Unless it’s an emergency, I wouldn’t buy that new projector you were thinking of. Some cell phone and computer companies are starting to build mini projectors right into their units. And you know that stupid speaker box on the conference room table that everyone’s shouting at so the guy in Hong Kong can understand what’s going on at this meeting? Say goodbye to that too. Computers are being turned into phones, complete with conference calling capability too.
And the whole visual side of meetings is changing too. If you can stomach it - just look at your teenage kids: They’re all ichatting away on their Macbooks. Screens, projectors and phone devices will soon be replaced with just a plain old computer running an i-chat, AIM or Skype type application, sharing slides with an inexpensive technology like glance or crossloop and either projecting onto a wall or hooked up to a large flat screen monitor. Because they’re also coming down in price too.
When Don went to California on a business trip last season no one could reach him for days. Not that he cared to be reached seeing that he was cheating on his wife with Ms. D-cup in the hotel swimming pool. Today it’s a different, and still changing story. I see lots of business owners buying GPS devices for their service techs in the field. Don’t. They’re going to be on all our cell phones sooner rather than later and you’ll be using those old GPS devices as shuffleboard disks before you know it. If Don was traveling just a few years ago he’d be dragging his laptop, full of data into with him. That’s changing too. Carrying around data is out. Web access is in. Today’s people on the road carry Netbooks (I’m not crazy about them, but some people are) and very low level laptops and doing everything online. The technology is real and popular and becoming the norm.

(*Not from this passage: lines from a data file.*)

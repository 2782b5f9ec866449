//! In-memory store, for tests and demos.

use std::sync::Arc;
use std::sync::atomic::{AtomicBool, Ordering};

use async_trait::async_trait;
use tokio::sync::RwLock;

use repset_model::{Routine, RoutineSession};

use crate::error::{PersistenceError, Result};
use crate::store::{WorkoutStore, merge_routine};

#[derive(Debug, Default, Clone)]
pub struct MemoryStore {
    routines: Arc<RwLock<Vec<Routine>>>,
    sessions: Arc<RwLock<Vec<RoutineSession>>>,
    unavailable: Arc<AtomicBool>,
}

impl MemoryStore {
    pub fn new() -> Self {
        Self::default()
    }

    pub fn with_routines(routines: Vec<Routine>) -> Self {
        Self {
            routines: Arc::new(RwLock::new(routines)),
            ..Self::default()
        }
    }

    /// Make every subsequent call fail with [`PersistenceError::Unavailable`].
    pub fn set_unavailable(&self, unavailable: bool) {
        self.unavailable.store(unavailable, Ordering::Release);
    }

    fn check_available(&self) -> Result<()> {
        if self.unavailable.load(Ordering::Acquire) {
            Err(PersistenceError::Unavailable("memory store offline".to_string()))
        } else {
            Ok(())
        }
    }
}

#[async_trait]
impl WorkoutStore for MemoryStore {
    async fn get_routines(&self) -> Result<Vec<Routine>> {
        self.check_available()?;
        Ok(self.routines.read().await.clone())
    }

    async fn save_routines(&self, routines: &[Routine]) -> Result<()> {
        self.check_available()?;
        *self.routines.write().await = routines.to_vec();
        Ok(())
    }

    async fn upsert_routine(&self, routine: Routine) -> Result<()> {
        self.check_available()?;
        merge_routine(&mut *self.routines.write().await, routine);
        Ok(())
    }

    async fn get_routine_sessions(&self) -> Result<Vec<RoutineSession>> {
        self.check_available()?;
        Ok(self.sessions.read().await.clone())
    }

    async fn save_routine_session(&self, session: &RoutineSession) -> Result<()> {
        self.check_available()?;
        self.sessions.write().await.push(session.clone());
        Ok(())
    }
}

And you know what else is becoming the norm? Squeezing tushes in the office. Just kidding. Apple technology is becoming the norm. There’s a whole new generation weaned on Macbooks hitting the job market. And a whole new generation of technology that easily gets these devices onto Windows-based networks or even runs Windows side by side. Investing in this stuff is becoming less and less taboo in the business world. The IBM typewriter moved over for the PC and the PC is slowly but surely sharing the space with the Macintosh. And oh, if you’re going to buy a PC, make sure it’s not running Windows XP or Windows Vista. Because in just a few years all you’re going to see is Windows 7 dominating the desktop (or Google’s Chrome or Linux). Today’s operating system will quickly be yesterday’s news.

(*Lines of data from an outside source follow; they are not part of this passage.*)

//! Exercises and routines.

use chrono::{DateTime, Utc};
use serde::{Deserialize, Serialize};

use crate::error::{ModelError, Result};
use crate::series::Series;

/// Separator between an exercise key and its creation timestamp.
const TIMESTAMP_SEPARATOR: char = '-';

/// Shortest digit run treated as a millisecond timestamp suffix.
const MIN_TIMESTAMP_DIGITS: usize = 10;

/// Append a creation timestamp (unix millis) to an exercise key.
pub fn timestamped_key(base: &str, created_at: DateTime<Utc>) -> String {
    format!(
        "{}{TIMESTAMP_SEPARATOR}{}",
        strip_timestamp_suffix(base),
        created_at.timestamp_millis()
    )
}

/// Remove a trailing `-<unix millis>` suffix, if any.
pub fn strip_timestamp_suffix(key: &str) -> &str {
    match key.rsplit_once(TIMESTAMP_SEPARATOR) {
        Some((base, suffix))
            if !base.is_empty()
                && suffix.len() >= MIN_TIMESTAMP_DIGITS
                && suffix.chars().all(|c| c.is_ascii_digit()) =>
        {
            base
        }
        _ => key,
    }
}

#[derive(Debug, Clone, PartialEq, Serialize, Deserialize)]
#[serde(rename_all = "camelCase")]
pub struct Exercise {
    pub name: String,
    /// Stable identifier, optionally suffixed with a creation timestamp.
    pub key: String,
    /// `key` without the timestamp suffix.
    pub translation_key: String,
    pub series: Vec<Series>,
    /// Seconds of rest after the last series, before the next exercise.
    #[serde(default)]
    pub rest_between_exercises: u32,
}

impl Exercise {
    /// Build an exercise, deriving the translation key from `key`.
    pub fn new(
        name: impl Into<String>,
        key: impl Into<String>,
        series: Vec<Series>,
        rest_between_exercises: u32,
    ) -> Self {
        let key = key.into();
        let translation_key = strip_timestamp_suffix(&key).to_string();
        Self {
            name: name.into(),
            key,
            translation_key,
            series,
            rest_between_exercises,
        }
    }
}

/// How rest between exercises is presented to the user.
#[derive(Debug, Clone, Copy, PartialEq, Eq, Default, Serialize, Deserialize)]
#[serde(rename_all = "camelCase")]
pub enum ExerciseRestMode {
    #[default]
    Beginner,
    Advanced,
}

#[derive(Debug, Clone, PartialEq, Serialize, Deserialize)]
#[serde(rename_all = "camelCase")]
pub struct Routine {
    pub id: String,
    pub title: String,
    #[serde(default)]
    pub description: String,
    pub exercises: Vec<Exercise>,
    pub created_at: DateTime<Utc>,
    #[serde(default)]
    pub exercise_rest_mode: ExerciseRestMode,
    #[serde(default, skip_serializing_if = "Option::is_none")]
    pub enable_preparation: Option<bool>,
    #[serde(default, skip_serializing_if = "Option::is_none")]
    pub preparation_time: Option<u32>,
}

impl Routine {
    pub fn new(id: impl Into<String>, title: impl Into<String>, created_at: DateTime<Utc>) -> Self {
        Self {
            id: id.into(),
            title: title.into(),
            description: String::new(),
            exercises: Vec::new(),
            created_at,
            exercise_rest_mode: ExerciseRestMode::default(),
            enable_preparation: None,
            preparation_time: None,
        }
    }

    /// Preparation lead-in in seconds, when enabled and positive.
    #[must_use]
    pub fn preparation_seconds(&self) -> Option<u32> {
        match (self.enable_preparation, self.preparation_time) {
            (Some(true), Some(seconds)) if seconds > 0 => Some(seconds),
            _ => None,
        }
    }

    pub fn with_exercise(mut self, exercise: Exercise) -> Self {
        self.exercises.push(exercise);
        self
    }

    pub fn with_preparation(mut self, seconds: u32) -> Self {
        self.enable_preparation = Some(true);
        self.preparation_time = Some(seconds);
        self
    }

    pub fn add_exercise(&mut self, exercise: Exercise) {
        self.exercises.push(exercise);
    }

    pub fn replace_exercise(&mut self, index: usize, exercise: Exercise) -> Result<Exercise> {
        let len = self.exercises.len();
        let slot = self
            .exercises
            .get_mut(index)
            .ok_or(ModelError::ExerciseIndexOutOfRange { index, len })?;
        Ok(std::mem::replace(slot, exercise))
    }

    pub fn remove_exercise(&mut self, index: usize) -> Result<Exercise> {
        let len = self.exercises.len();
        if index >= len {
            return Err(ModelError::ExerciseIndexOutOfRange { index, len });
        }
        Ok(self.exercises.remove(index))
    }
}

#[cfg(test)]
mod tests {
    use super::*;
    use chrono::TimeZone;

    #[test]
    fn strips_only_timestamp_suffixes() {
        assert_eq!(strip_timestamp_suffix("bench-press-1700000000000"), "bench-press");
        assert_eq!(strip_timestamp_suffix("bench-press"), "bench-press");
        assert_eq!(strip_timestamp_suffix("squat-5"), "squat-5");
        assert_eq!(strip_timestamp_suffix("-1700000000000"), "-1700000000000");
    }

    #[test]
    fn timestamped_key_replaces_existing_suffix() {
        let at = Utc.timestamp_millis_opt(1_700_000_000_123).unwrap();
        assert_eq!(timestamped_key("row", at), "row-1700000000123");
        assert_eq!(timestamped_key("row-1600000000000", at), "row-1700000000123");
    }

    #[test]
    fn preparation_requires_flag_and_positive_time() {
        let at = Utc.timestamp_millis_opt(0).unwrap();
        let routine = Routine::new("r", "Push", at);
        assert_eq!(routine.preparation_seconds(), None);
        assert_eq!(routine.clone().with_preparation(10).preparation_seconds(), Some(10));
        assert_eq!(routine.with_preparation(0).preparation_seconds(), None);
    }
}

One final thing that’s going to change the office? That’s the office. At Sterling Cooper every manager had a secretary, each with an hourglass body and a pinchable tush. Nowadays, with all this technology, we’ve got waif-like, half starved looking woman with no tush at all employed as the administrator and doing the work of many. That’s going to change even more. The office will continue to shrink over the next five years. Remote control and desktop sharing technology allows people to do the work from home and abroad (or “over a broad”, as Roger Sterling might say). Websites like guru and elance let us find people to do ad hoc work around the world. Hosted applications let us share data wherever we are. Space now rents for the hour, rather than the year. Sterling Cooper would look a lot different today, and in five years, then it did in the early 1960’s.
The characters on Mad Men have no idea what terrible things lie ahead of them in the next five to ten years of their time: a Presidential assassination, race riots, the Vietnam War, Sonny & Cher. And, with the exception of Newt Gingrich’s potential run for the White House, our future does not look so terrible. Especially when it comes to business technology. So spend wisely.